Report every line in the listing below where the string "serde" shows up.

--- START ---

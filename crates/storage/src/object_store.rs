//! Object storage interface for extraction outputs (MinIO/S3 compatible).

use bytes::Bytes;
use object_store::{aws::AmazonS3Builder, memory::InMemory, path::Path, ObjectStore};
use serde::{Deserialize, Serialize};
use std::{env, sync::Arc};
use tracing::{debug, instrument};

use hrrr_common::{HrrrError, HrrrResult};

/// Configuration for object storage connection.
#[derive(Debug, Clone, Serialize, Deserialize)]
#[serde(default)]
pub struct ObjectStorageConfig {
    /// S3/MinIO endpoint URL
    pub endpoint: String,
    /// Bucket name
    pub bucket: String,
    /// Access key ID
    pub access_key_id: String,
    /// Secret access key
    pub secret_access_key: String,
    /// AWS region (use "us-east-1" for MinIO)
    pub region: String,
    /// Allow HTTP (for local MinIO)
    pub allow_http: bool,
}

impl Default for ObjectStorageConfig {
    fn default() -> Self {
        Self {
            endpoint: "http://minio:9000".to_string(),
            bucket: "hrrr-extract".to_string(),
            access_key_id: "minioadmin".to_string(),
            secret_access_key: "minioadmin".to_string(),
            region: "us-east-1".to_string(),
            allow_http: true,
        }
    }
}

impl ObjectStorageConfig {
    /// Override fields from `S3_*` environment variables when set.
    pub fn apply_env(&mut self) {
        if let Ok(v) = env::var("S3_ENDPOINT") {
            self.endpoint = v;
        }
        if let Ok(v) = env::var("S3_BUCKET") {
            self.bucket = v;
        }
        if let Ok(v) = env::var("S3_ACCESS_KEY") {
            self.access_key_id = v;
        }
        if let Ok(v) = env::var("S3_SECRET_KEY") {
            self.secret_access_key = v;
        }
        if let Ok(v) = env::var("S3_REGION") {
            self.region = v;
        }
        if let Ok(v) = env::var("S3_ALLOW_HTTP") {
            self.allow_http = v.parse().unwrap_or(self.allow_http);
        }
    }
}

/// Object storage client for extraction outputs.
pub struct ObjectStorage {
    store: Arc<dyn ObjectStore>,
    bucket: String,
}

impl ObjectStorage {
    /// Create a new object storage client from config.
    pub fn new(config: &ObjectStorageConfig) -> HrrrResult<Self> {
        let mut builder = AmazonS3Builder::new()
            .with_endpoint(&config.endpoint)
            .with_bucket_name(&config.bucket)
            .with_access_key_id(&config.access_key_id)
            .with_secret_access_key(&config.secret_access_key)
            .with_region(&config.region);

        if config.allow_http {
            builder = builder.with_allow_http(true);
        }

        let store = builder
            .build()
            .map_err(|e| HrrrError::StorageError(format!("Failed to create S3 client: {}", e)))?;

        Ok(Self {
            store: Arc::new(store),
            bucket: config.bucket.clone(),
        })
    }

    /// In-process store, used for dry runs and tests.
    pub fn in_memory() -> Self {
        Self {
            store: Arc::new(InMemory::new()),
            bucket: "memory".to_string(),
        }
    }

    pub fn bucket(&self) -> &str {
        &self.bucket
    }

    /// Write bytes to a path in the bucket.
    #[instrument(skip(self, data), fields(bucket = %self.bucket, path = %path))]
    pub async fn put(&self, path: &str, data: Bytes) -> HrrrResult<()> {
        let location = Path::from(path);
        debug!(size = data.len(), "Writing object");

        self.store
            .put(&location, data.into())
            .await
            .map_err(|e| HrrrError::StorageError(format!("Failed to write {}: {}", path, e)))?;

        Ok(())
    }

    /// Read bytes from a path.
    #[instrument(skip(self), fields(bucket = %self.bucket, path = %path))]
    pub async fn get(&self, path: &str) -> HrrrResult<Bytes> {
        let location = Path::from(path);

        let result = self
            .store
            .get(&location)
            .await
            .map_err(|e| HrrrError::StorageError(format!("Failed to read {}: {}", path, e)))?;

        let bytes = result
            .bytes()
            .await
            .map_err(|e| HrrrError::StorageError(format!("Failed to read bytes: {}", e)))?;

        debug!(size = bytes.len(), "Read object");
        Ok(bytes)
    }

    /// Check if an object exists.
    pub async fn exists(&self, path: &str) -> HrrrResult<bool> {
        let location = Path::from(path);

        match self.store.head(&location).await {
            Ok(_) => Ok(true),
            Err(object_store::Error::NotFound { .. }) => Ok(false),
            Err(e) => Err(HrrrError::StorageError(format!(
                "Failed to check {}: {}",
                path, e
            ))),
        }
    }

    /// List object keys under a prefix.
    pub async fn list(&self, prefix: &str) -> HrrrResult<Vec<String>> {
        use futures::TryStreamExt;

        let prefix_path = Path::from(prefix);
        let mut paths = Vec::new();

        let mut stream = self.store.list(Some(&prefix_path));
        while let Some(meta) = stream
            .try_next()
            .await
            .map_err(|e| HrrrError::StorageError(format!("List failed: {}", e)))?
        {
            paths.push(meta.location.to_string());
        }

        Ok(paths)
    }
}

#[cfg(test)]
mod tests {
    use super::*;

    #[tokio::test]
    async fn test_put_get_roundtrip() {
        let storage = ObjectStorage::in_memory();
        storage
            .put("CSV/hrrr.20240115/conus/hrrr.t12z.f00.csv", Bytes::from_static(b"a,b\n"))
            .await
            .unwrap();

        let data = storage
            .get("CSV/hrrr.20240115/conus/hrrr.t12z.f00.csv")
            .await
            .unwrap();
        assert_eq!(&data[..], b"a,b\n");
    }

    #[tokio::test]
    async fn test_exists_and_list() {
        let storage = ObjectStorage::in_memory();
        assert!(!storage.exists("CSV/x.csv").await.unwrap());

        storage.put("CSV/a/x.csv", Bytes::new()).await.unwrap();
        storage.put("CSV/b/y.csv", Bytes::new()).await.unwrap();
        storage.put("other/z.csv", Bytes::new()).await.unwrap();

        assert!(storage.exists("CSV/a/x.csv").await.unwrap());
        let mut keys = storage.list("CSV").await.unwrap();
        keys.sort();
        assert_eq!(keys, vec!["CSV/a/x.csv", "CSV/b/y.csv"]);
    }

    #[tokio::test]
    async fn test_missing_object_is_storage_error() {
        let storage = ObjectStorage::in_memory();
        let err = storage.get("nope").await.unwrap_err();
        assert!(err.is_storage());
    }
}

--- END ---

Output for this task:
use serde::{Deserialize, Serialize};
#[serde(default)]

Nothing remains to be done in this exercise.